:: Your instructions ::
What is needed is a verbatim copy of all the records.

:: Data for review ::

use serde::Deserialize;
use serde::Serialize;

/// Every frame on the REPL's stdio is a UTF-8 JSON object followed by this
/// literal byte sequence (§4.3). The delimiter is fixed and must never be
/// permitted to appear inside a serialized JSON value — `serde_json` always
/// escapes control bytes and backslashes, so a well-formed frame body can
/// never contain it verbatim.
pub const FRAME_DELIMITER: &[u8] = b"\n---END---\n";

#[derive(Debug, Clone, Serialize)]
pub struct ReplRequest {
    pub code: String,
    /// Timeout in seconds, per the wire contract (§4.3 Request frame).
    pub timeout: u64,
    pub working_dir: String,
    #[serde(skip_serializing_if = "Option::is_none")]
    pub args: Option<Vec<String>>,
    #[serde(skip_serializing_if = "Option::is_none")]
    pub initial_state: Option<String>,
    #[serde(skip_serializing_if = "Option::is_none")]
    pub capture_state: Option<bool>,
}

/// Frames emitted by the REPL driver are a closed sum type at this layer
/// (§9 Design Notes: "Runtime type-tagging of REPL responses" must become
/// an explicit decoder instead of duck-typed JSON). The driver itself emits
/// plain JSON objects distinguished by the presence/absence of fields (a
/// `status` field for the startup frame, `exit_code` for every response
/// frame thereafter); this type reconstructs the closed sum from that wire
/// shape.
#[derive(Debug, Clone, PartialEq)]
pub enum ReplFrame {
    Ready,
    Completed(ReplResponse),
}

#[derive(Debug, Clone, Deserialize, Serialize, PartialEq)]
pub struct ReplResponse {
    pub exit_code: i32,
    pub stdout: String,
    pub stderr: String,
    #[serde(skip_serializing_if = "Option::is_none", default)]
    pub state: Option<String>,
    #[serde(default)]
    pub state_errors: Vec<String>,
}

#[derive(Debug, thiserror::Error)]
pub enum ReplFrameError {
    #[error("malformed frame json: {0}")]
    Json(#[from] serde_json::Error),
    #[error("frame is neither a ready frame nor a completed-execution frame")]
    UnrecognizedShape,
}

impl ReplFrame {
    /// Decode one already-delimiter-stripped frame body.
    pub fn decode(body: &[u8]) -> Result<Self, ReplFrameError> {
        let value: serde_json::Value = serde_json::from_slice(body)?;
        if let Some(status) = value.get("status").and_then(|v| v.as_str()) {
            if status == "ready" {
                return Ok(ReplFrame::Ready);
            }
        }
        if value.get("exit_code").is_some() {
            let resp: ReplResponse = serde_json::from_value(value)?;
            return Ok(ReplFrame::Completed(resp));
        }
        Err(ReplFrameError::UnrecognizedShape)
    }
}

impl ReplRequest {
    pub fn encode(&self) -> Vec<u8> {
        let mut body =
            serde_json::to_vec(self).expect("ReplRequest always serializes to valid JSON");
        body.extend_from_slice(FRAME_DELIMITER);
        body
    }
}

/// Scans an accumulating read buffer for the next complete frame, returning
/// the frame body (delimiter stripped) and how many leading bytes of `buf`
/// it consumed. Used by both the spawner (reading the startup frame) and
/// the driver-side executor (reading a response frame) since framing is not
/// multiplexed — one frame in, one frame out, stdout carries only frames
/// (§4.3).
pub fn find_frame(buf: &[u8]) -> Option<(&[u8], usize)> {
    let idx = find_subslice(buf, FRAME_DELIMITER)?;
    Some((&buf[..idx], idx + FRAME_DELIMITER.len()))
}

fn find_subslice(haystack: &[u8], needle: &[u8]) -> Option<usize> {
    haystack
        .windows(needle.len())
        .position(|window| window == needle)
}

#[cfg(test)]
mod tests {
    use super::*;

    #[test]
    fn ready_frame_decodes() {
        let frame = ReplFrame::decode(br#"{"status":"ready","pid":123}"#).unwrap();
        assert_eq!(frame, ReplFrame::Ready);
    }

    #[test]
    fn completed_frame_decodes() {
        let body = br#"{"exit_code":0,"stdout":"42\n","stderr":""}"#;
        let frame = ReplFrame::decode(body).unwrap();
        match frame {
            ReplFrame::Completed(resp) => {
                assert_eq!(resp.exit_code, 0);
                assert_eq!(resp.stdout, "42\n");
            }
            other => panic!("expected Completed, got {other:?}"),
        }
    }

    #[test]
    fn unrecognized_shape_is_an_error() {
        let err = ReplFrame::decode(br#"{"foo":"bar"}"#).unwrap_err();
        assert!(matches!(err, ReplFrameError::UnrecognizedShape));
    }

    #[test]
    fn request_encodes_with_trailing_delimiter() {
        let req = ReplRequest {
            code: "print(1)".to_string(),
            timeout: 5,
            working_dir: "/mnt/data".to_string(),
            args: None,
            initial_state: None,
            capture_state: Some(true),
        };
        let encoded = req.encode();
        assert!(encoded.ends_with(FRAME_DELIMITER));
    }

    #[test]
    fn find_frame_splits_on_first_delimiter_and_reports_consumed_length() {
        let mut buf = Vec::new();
        buf.extend_from_slice(br#"{"status":"ready"}"#);
        buf.extend_from_slice(FRAME_DELIMITER);
        buf.extend_from_slice(b"partial-next-frame");

        let (body, consumed) = find_frame(&buf).unwrap();
        assert_eq!(body, br#"{"status":"ready"}"#);
        assert_eq!(consumed, buf.len() - b"partial-next-frame".len());
    }

    #[test]
    fn find_frame_returns_none_without_a_delimiter() {
        assert!(find_frame(b"{\"status\":\"ready\"").is_none());
    }
}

:: Response to the task ::
use serde::Deserialize;
use serde::Serialize;

/// Every frame on the REPL's stdio is a UTF-8 JSON object followed by this
/// literal byte sequence (§4.3). The delimiter is fixed and must never be
/// permitted to appear inside a serialized JSON value — `serde_json` always
/// escapes control bytes and backslashes, so a well-formed frame body can
/// never contain it verbatim.
pub const FRAME_DELIMITER: &[u8] = b"\n---END---\n";

#[derive(Debug, Clone, Serialize)]
pub struct ReplRequest {
    pub code: String,
    /// Timeout in seconds, per the wire contract (§4.3 Request frame).
    pub timeout: u64,
    pub working_dir: String,
    #[serde(skip_serializing_if = "Option::is_none")]
    pub args: Option<Vec<String>>,
    #[serde(skip_serializing_if = "Option::is_none")]
    pub initial_state: Option<String>,
    #[serde(skip_serializing_if = "Option::is_none")]
    pub capture_state: Option<bool>,
}

/// Frames emitted by the REPL driver are a closed sum type at this layer
/// (§9 Design Notes: "Runtime type-tagging of REPL responses" must become
/// an explicit decoder instead of duck-typed JSON). The driver itself emits
/// plain JSON objects distinguished by the presence/absence of fields (a
/// `status` field for the startup frame, `exit_code` for every response
/// frame thereafter); this type reconstructs the closed sum from that wire
/// shape.
#[derive(Debug, Clone, PartialEq)]
pub enum ReplFrame {
    Ready,
    Completed(ReplResponse),
}

#[derive(Debug, Clone, Deserialize, Serialize, PartialEq)]
pub struct ReplResponse {
    pub exit_code: i32,
    pub stdout: String,
    pub stderr: String,
    #[serde(skip_serializing_if = "Option::is_none", default)]
    pub state: Option<String>,
    #[serde(default)]
    pub state_errors: Vec<String>,
}

#[derive(Debug, thiserror::Error)]
pub enum ReplFrameError {
    #[error("malformed frame json: {0}")]
    Json(#[from] serde_json::Error),
    #[error("frame is neither a ready frame nor a completed-execution frame")]
    UnrecognizedShape,
}

impl ReplFrame {
    /// Decode one already-delimiter-stripped frame body.
    pub fn decode(body: &[u8]) -> Result<Self, ReplFrameError> {
        let value: serde_json::Value = serde_json::from_slice(body)?;
        if let Some(status) = value.get("status").and_then(|v| v.as_str()) {
            if status == "ready" {
                return Ok(ReplFrame::Ready);
            }
        }
        if value.get("exit_code").is_some() {
            let resp: ReplResponse = serde_json::from_value(value)?;
            return Ok(ReplFrame::Completed(resp));
        }
        Err(ReplFrameError::UnrecognizedShape)
    }
}

impl ReplRequest {
    pub fn encode(&self) -> Vec<u8> {
        let mut body =
            serde_json::to_vec(self).expect("ReplRequest always serializes to valid JSON");
        body.extend_from_slice(FRAME_DELIMITER);
        body
    }
}

/// Scans an accumulating read buffer for the next complete frame, returning
/// the frame body (delimiter stripped) and how many leading bytes of `buf`
/// it consumed. Used by both the spawner (reading the startup frame) and
/// the driver-side executor (reading a response frame) since framing is not
/// multiplexed — one frame in, one frame out, stdout carries only frames
/// (§4.3).
pub fn find_frame(buf: &[u8]) -> Option<(&[u8], usize)> {
    let idx = find_subslice(buf, FRAME_DELIMITER)?;
    Some((&buf[..idx], idx + FRAME_DELIMITER.len()))
}

fn find_subslice(haystack: &[u8], needle: &[u8]) -> Option<usize> {
    haystack
        .windows(needle.len())
        .position(|window| window == needle)
}

#[cfg(test)]
mod tests {
    use super::*;

    #[test]
    fn ready_frame_decodes() {
        let frame = ReplFrame::decode(br#"{"status":"ready","pid":123}"#).unwrap();
        assert_eq!(frame, ReplFrame::Ready);
    }

    #[test]
    fn completed_frame_decodes() {
        let body = br#"{"exit_code":0,"stdout":"42\n","stderr":""}"#;
        let frame = ReplFrame::decode(body).unwrap();
        match frame {
            ReplFrame::Completed(resp) => {
                assert_eq!(resp.exit_code, 0);
                assert_eq!(resp.stdout, "42\n");
            }
            other => panic!("expected Completed, got {other:?}"),
        }
    }

    #[test]
    fn unrecognized_shape_is_an_error() {
        let err = ReplFrame::decode(br#"{"foo":"bar"}"#).unwrap_err();
        assert!(matches!(err, ReplFrameError::UnrecognizedShape));
    }

    #[test]
    fn request_encodes_with_trailing_delimiter() {
        let req = ReplRequest {
            code: "print(1)".to_string(),
            timeout: 5,
            working_dir: "/mnt/data".to_string(),
            args: None,
            initial_state: None,
            capture_state: Some(true),
        };
        let encoded = req.encode();
        assert!(encoded.ends_with(FRAME_DELIMITER));
    }

    #[test]
    fn find_frame_splits_on_first_delimiter_and_reports_consumed_length() {
        let mut buf = Vec::new();
        buf.extend_from_slice(br#"{"status":"ready"}"#);
        buf.extend_from_slice(FRAME_DELIMITER);
        buf.extend_from_slice(b"partial-next-frame");

        let (body, consumed) = find_frame(&buf).unwrap();
        assert_eq!(body, br#"{"status":"ready"}"#);
        assert_eq!(consumed, buf.len() - b"partial-next-frame".len());
    }

    #[test]
    fn find_frame_returns_none_without_a_delimiter() {
        assert!(find_frame(b"{\"status\":\"ready\"").is_none());
    }
}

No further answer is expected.